▶ WHAT TO PRODUCE: Check every line of the data below for the word "KnowledgeConfig" and say how many have it, without further comment.

Stored items:
————————
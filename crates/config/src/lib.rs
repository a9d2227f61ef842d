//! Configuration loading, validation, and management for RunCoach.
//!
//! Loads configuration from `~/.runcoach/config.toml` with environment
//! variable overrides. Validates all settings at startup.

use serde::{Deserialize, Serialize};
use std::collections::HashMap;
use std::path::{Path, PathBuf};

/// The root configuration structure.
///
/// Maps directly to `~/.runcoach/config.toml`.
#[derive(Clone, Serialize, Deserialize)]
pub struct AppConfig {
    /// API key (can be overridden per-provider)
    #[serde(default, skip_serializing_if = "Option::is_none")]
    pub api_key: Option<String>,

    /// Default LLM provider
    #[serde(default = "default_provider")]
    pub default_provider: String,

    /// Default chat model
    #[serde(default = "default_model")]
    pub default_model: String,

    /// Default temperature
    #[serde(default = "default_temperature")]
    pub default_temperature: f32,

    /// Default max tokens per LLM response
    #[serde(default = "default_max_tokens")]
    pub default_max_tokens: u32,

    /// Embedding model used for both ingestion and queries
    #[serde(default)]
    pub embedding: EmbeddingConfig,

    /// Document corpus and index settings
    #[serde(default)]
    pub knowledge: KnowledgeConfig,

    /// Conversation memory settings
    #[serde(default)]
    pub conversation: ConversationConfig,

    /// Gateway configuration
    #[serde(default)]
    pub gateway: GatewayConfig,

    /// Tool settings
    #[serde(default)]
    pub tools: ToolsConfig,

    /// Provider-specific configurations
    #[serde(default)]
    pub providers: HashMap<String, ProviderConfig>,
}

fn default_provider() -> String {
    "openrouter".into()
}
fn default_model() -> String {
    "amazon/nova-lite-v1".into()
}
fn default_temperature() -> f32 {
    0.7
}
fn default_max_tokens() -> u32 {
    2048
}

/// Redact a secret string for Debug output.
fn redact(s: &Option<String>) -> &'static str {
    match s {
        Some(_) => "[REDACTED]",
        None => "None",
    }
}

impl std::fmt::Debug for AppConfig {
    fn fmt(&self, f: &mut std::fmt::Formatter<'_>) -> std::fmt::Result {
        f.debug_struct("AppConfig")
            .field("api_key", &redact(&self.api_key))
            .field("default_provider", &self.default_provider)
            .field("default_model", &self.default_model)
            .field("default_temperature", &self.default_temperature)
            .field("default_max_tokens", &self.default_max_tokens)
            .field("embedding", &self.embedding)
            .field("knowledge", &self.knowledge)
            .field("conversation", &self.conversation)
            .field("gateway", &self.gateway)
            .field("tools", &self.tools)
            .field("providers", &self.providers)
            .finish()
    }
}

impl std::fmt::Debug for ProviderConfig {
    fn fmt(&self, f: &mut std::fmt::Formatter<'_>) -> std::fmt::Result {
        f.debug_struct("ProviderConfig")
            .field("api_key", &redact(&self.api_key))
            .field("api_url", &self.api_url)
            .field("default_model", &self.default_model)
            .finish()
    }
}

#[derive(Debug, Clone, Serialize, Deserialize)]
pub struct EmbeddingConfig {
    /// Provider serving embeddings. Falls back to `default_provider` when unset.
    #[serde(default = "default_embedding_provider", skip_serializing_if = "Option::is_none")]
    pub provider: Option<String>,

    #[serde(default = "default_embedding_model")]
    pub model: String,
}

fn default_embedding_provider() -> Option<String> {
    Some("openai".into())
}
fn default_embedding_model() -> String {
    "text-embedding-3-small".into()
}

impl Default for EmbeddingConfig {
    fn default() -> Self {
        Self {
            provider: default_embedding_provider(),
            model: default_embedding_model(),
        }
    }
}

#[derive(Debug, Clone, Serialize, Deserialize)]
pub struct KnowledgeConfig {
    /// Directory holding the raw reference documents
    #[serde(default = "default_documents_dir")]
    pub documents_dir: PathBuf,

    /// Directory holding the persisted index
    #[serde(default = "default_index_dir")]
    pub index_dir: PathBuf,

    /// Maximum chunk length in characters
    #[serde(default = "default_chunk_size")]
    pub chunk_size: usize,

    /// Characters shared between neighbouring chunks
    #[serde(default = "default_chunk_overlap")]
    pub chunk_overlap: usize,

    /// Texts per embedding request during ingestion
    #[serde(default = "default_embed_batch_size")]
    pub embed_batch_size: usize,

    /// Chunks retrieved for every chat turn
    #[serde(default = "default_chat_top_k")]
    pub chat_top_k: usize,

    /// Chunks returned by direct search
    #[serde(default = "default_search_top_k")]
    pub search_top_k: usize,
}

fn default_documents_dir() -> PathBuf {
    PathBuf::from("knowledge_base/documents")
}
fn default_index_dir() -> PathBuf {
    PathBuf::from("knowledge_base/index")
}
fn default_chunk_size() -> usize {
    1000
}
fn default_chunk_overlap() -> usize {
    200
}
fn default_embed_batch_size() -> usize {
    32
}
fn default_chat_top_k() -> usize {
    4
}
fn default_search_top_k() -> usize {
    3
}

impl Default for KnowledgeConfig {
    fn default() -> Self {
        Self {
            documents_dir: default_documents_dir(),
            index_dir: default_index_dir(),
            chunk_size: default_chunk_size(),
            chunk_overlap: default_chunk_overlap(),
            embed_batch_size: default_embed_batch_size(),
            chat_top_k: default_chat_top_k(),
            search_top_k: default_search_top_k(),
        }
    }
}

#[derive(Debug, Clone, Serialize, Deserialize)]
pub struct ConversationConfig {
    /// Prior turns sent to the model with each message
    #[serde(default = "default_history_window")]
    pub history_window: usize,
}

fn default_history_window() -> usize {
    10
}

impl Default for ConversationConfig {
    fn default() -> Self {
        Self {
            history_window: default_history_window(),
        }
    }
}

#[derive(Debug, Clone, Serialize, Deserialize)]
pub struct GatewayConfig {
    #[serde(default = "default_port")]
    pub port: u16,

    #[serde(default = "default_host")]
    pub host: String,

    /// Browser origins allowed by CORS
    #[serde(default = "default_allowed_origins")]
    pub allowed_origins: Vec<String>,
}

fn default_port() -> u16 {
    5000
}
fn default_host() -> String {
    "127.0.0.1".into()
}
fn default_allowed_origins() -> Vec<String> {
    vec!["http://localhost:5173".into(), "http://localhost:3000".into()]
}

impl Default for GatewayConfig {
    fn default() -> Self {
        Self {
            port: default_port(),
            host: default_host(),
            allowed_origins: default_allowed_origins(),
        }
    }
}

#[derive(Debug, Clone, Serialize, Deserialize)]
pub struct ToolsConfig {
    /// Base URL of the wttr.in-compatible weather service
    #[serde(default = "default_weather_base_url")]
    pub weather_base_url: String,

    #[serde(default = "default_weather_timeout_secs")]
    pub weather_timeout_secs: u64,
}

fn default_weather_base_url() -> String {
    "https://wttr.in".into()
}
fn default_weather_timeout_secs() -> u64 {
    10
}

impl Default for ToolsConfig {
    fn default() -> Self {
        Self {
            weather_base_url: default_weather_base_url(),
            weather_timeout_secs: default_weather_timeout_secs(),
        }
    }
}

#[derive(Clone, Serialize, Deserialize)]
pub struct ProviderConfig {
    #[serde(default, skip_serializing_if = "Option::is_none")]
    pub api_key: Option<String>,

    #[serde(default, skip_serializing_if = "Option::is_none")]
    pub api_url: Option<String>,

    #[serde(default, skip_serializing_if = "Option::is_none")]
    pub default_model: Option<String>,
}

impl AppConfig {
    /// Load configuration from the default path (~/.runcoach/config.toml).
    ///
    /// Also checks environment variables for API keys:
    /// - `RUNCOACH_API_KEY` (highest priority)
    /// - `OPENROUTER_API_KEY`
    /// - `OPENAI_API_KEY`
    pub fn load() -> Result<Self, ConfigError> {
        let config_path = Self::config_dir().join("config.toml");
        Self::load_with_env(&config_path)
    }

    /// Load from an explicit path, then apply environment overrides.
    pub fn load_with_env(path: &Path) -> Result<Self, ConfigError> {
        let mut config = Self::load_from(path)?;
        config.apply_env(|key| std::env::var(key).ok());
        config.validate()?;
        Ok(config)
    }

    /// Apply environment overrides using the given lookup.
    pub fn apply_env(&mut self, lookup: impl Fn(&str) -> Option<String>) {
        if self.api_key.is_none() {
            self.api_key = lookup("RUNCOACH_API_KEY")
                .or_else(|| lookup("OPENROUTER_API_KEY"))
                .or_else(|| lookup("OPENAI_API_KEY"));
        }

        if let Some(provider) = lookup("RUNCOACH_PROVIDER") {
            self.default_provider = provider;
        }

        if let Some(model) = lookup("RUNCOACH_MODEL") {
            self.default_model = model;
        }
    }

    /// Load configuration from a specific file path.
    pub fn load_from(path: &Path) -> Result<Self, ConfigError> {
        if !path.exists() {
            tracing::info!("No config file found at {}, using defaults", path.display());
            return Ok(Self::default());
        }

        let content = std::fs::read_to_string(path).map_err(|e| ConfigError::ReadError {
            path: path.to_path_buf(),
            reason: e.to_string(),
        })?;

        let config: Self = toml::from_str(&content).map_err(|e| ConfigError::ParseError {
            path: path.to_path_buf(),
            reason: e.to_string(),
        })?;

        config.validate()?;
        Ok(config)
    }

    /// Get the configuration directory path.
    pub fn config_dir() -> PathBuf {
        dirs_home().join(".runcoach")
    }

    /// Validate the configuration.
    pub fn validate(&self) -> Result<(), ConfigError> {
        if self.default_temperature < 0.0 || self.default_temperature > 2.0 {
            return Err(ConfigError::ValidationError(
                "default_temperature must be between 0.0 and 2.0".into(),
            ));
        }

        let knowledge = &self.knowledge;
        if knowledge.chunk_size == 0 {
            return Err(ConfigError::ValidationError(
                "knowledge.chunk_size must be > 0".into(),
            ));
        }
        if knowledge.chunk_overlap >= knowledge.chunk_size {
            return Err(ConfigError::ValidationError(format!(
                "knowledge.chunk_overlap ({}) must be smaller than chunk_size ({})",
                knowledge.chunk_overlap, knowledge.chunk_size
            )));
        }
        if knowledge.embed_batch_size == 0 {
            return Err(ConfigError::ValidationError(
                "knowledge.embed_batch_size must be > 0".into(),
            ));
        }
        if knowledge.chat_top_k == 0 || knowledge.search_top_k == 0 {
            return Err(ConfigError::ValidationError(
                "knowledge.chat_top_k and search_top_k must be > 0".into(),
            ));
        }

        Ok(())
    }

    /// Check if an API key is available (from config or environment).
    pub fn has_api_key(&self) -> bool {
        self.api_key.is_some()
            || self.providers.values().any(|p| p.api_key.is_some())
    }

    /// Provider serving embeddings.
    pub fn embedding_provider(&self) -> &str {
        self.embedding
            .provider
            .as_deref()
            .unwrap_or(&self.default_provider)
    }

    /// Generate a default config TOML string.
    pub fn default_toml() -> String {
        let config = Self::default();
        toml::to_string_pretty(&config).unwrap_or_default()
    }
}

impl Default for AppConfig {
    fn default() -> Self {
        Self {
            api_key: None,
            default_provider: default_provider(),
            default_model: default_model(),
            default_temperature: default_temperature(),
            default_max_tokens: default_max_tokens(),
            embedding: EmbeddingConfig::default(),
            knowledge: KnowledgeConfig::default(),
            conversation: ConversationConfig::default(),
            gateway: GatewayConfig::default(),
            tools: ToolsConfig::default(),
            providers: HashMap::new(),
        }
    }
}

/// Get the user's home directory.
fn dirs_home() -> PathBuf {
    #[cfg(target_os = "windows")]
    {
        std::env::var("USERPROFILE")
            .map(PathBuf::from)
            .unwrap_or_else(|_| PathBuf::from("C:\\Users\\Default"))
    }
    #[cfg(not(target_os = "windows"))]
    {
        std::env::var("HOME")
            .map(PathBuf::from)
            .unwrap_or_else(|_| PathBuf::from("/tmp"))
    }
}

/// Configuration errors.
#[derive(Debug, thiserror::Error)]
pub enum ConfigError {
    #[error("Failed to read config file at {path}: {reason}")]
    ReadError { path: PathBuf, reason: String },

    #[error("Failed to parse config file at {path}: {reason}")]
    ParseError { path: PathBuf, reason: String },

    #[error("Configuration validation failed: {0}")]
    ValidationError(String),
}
————————
▶ REPLY TO THE TASK: 4